A credible baseline would close exactly that distance. At minimum:
Mandatory independent evaluation, as a non-waivable precondition for deploying frontier systems above a defined threshold. Not the discretionary, “when feasible” testing that exists today, but the binding third-party audit OpenAI promised in 2023 and deleted in 2025.
Dual-key deployment, so that for capabilities that materially shift security, information integrity, or economic baselines, release requires the sign-off of an independent public body and not only an internal committee reporting to the CEO.
Mission lock, with unbundling. Public-benefit obligations written as constraints that are enforceable by parties other than shareholders, and the decisions now concentrated in one board, profit, research, and deployment, separated into organs that can check one another.
Polycentric oversight, with governments, independent experts, and civil society holding durable roles that carry real authority rather than an advisory seat, so that the capture of any single center does not collapse accountability.
Governance by design, with auditability, interruptibility, and standardized safety metrics built into systems from the start, rather than described in a framework the company can rewrite at will.
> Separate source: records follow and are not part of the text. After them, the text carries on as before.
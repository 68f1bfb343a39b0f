//! Where structures come from.
//!
//! A [`StructureSource`] turns an identifier into a parsed [`pdbtbx::PDB`].
//! Sources are shared by every worker in the pool, hence the `Sync` bound.
use crate::error::{join_pdb_errors, FetchError};
use pdbtbx::PDB;
use std::io;
use std::path::{Path, PathBuf};
use tempfile::NamedTempFile;

/// Download root for mmCIF files on the RCSB file server.
pub const RCSB_DOWNLOAD_URL: &str = "https://files.rcsb.org/download";

pub trait StructureSource: Sync {
    fn fetch(&self, id: &str) -> Result<PDB, FetchError>;
}

/// Fetch `<base_url>/<ID>.cif` over HTTP.
pub struct Rcsb {
    agent: ureq::Agent,
    base_url: String,
}

impl Rcsb {
    pub fn new() -> Self {
        Self::with_base_url(RCSB_DOWNLOAD_URL)
    }

    pub fn with_base_url(base_url: impl Into<String>) -> Self {
        let base_url: String = base_url.into();
        Rcsb {
            agent: ureq::Agent::new_with_defaults(),
            base_url: base_url.trim_end_matches('/').to_string(),
        }
    }

    pub fn url(&self, id: &str) -> String {
        format!("{}/{}.cif", self.base_url, id)
    }

    /// Stream the response body into a temp file. The `.cif` suffix is what
    /// tells `pdbtbx` which parser to use.
    fn download(&self, id: &str) -> Result<NamedTempFile, String> {
        let url = self.url(id);
        tracing::debug!(%url, "downloading");
        let response = self.agent.get(&url).call().map_err(|e| e.to_string())?;

        let mut temp = tempfile::Builder::new()
            .prefix("ferritin-fetch-")
            .suffix(".cif")
            .tempfile()
            .map_err(|e| e.to_string())?;
        let mut body = response.into_body().into_reader();
        io::copy(&mut body, &mut temp).map_err(|e| e.to_string())?;
        Ok(temp)
    }
}

impl Default for Rcsb {
    fn default() -> Self {
        Self::new()
    }
}

impl StructureSource for Rcsb {
    fn fetch(&self, id: &str) -> Result<PDB, FetchError> {
        let temp = self.download(id).map_err(|reason| FetchError::Fetch {
            id: id.to_string(),
            reason,
        })?;
        // `temp` is removed when it drops at the end of this scope
        read_structure(id, temp.path())
    }
}

/// Read structures from a local directory of `<ID>.cif` / `<ID>.pdb` files.
pub struct LocalMirror {
    dir: PathBuf,
}

impl LocalMirror {
    pub fn new(dir: impl Into<PathBuf>) -> Self {
        LocalMirror { dir: dir.into() }
    }

    /// First existing file for `id`, trying the identifier as given, then lower
    /// and upper case, mmCIF before PDB.
    pub fn locate(&self, id: &str) -> Option<PathBuf> {
        let stems = [id.to_string(), id.to_lowercase(), id.to_uppercase()];
        stems
            .iter()
            .flat_map(|stem| ["cif", "pdb"].map(|ext| self.dir.join(format!("{stem}.{ext}"))))
            .find(|path| path.is_file())
    }
}

impl StructureSource for LocalMirror {
    fn fetch(&self, id: &str) -> Result<PDB, FetchError> {
        let path = self.locate(id).ok_or_else(|| FetchError::Fetch {
            id: id.to_string(),
            reason: format!("no structure file in mirror {}", self.dir.display()),
        })?;
        read_structure(id, &path)
    }
}

/// Parse a structure file with `pdbtbx`, format picked from the extension.
pub(crate) fn read_structure(id: &str, path: &Path) -> Result<PDB, FetchError> {
    let filename = path.to_str().ok_or_else(|| FetchError::Parse {
        id: id.to_string(),
        reason: format!("non UTF-8 path {}", path.display()),
    })?;

    match pdbtbx::open(filename) {
        Ok((pdb, warnings)) => {
            if !warnings.is_empty() {
                tracing::debug!(id, count = warnings.len(), "parsed with warnings");
            }
            Ok(pdb)
        }
        Err(errors) => Err(FetchError::Parse {
            id: id.to_string(),
            reason: join_pdb_errors(&errors),
        }),
    }
}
None of this is hostility toward scale. OpenAI did not go wrong because it sought to be large. It went wrong where many transformative institutions go wrong: it let the governance imagination fall behind the technical imagination, and then asked us to trust the people closing the gap.
I think Altman believes much of what he writes. That has never been the issue. He has always been able to say the right thing, at the founding and now. The real test of distributed power is not what a company says about everyone. It is what it agrees it should no longer be allowed to do alone. By that test, a public offering is not redistribution.
No more promises. We need actions. And no governance model that takes a promise as its primary safety mechanism.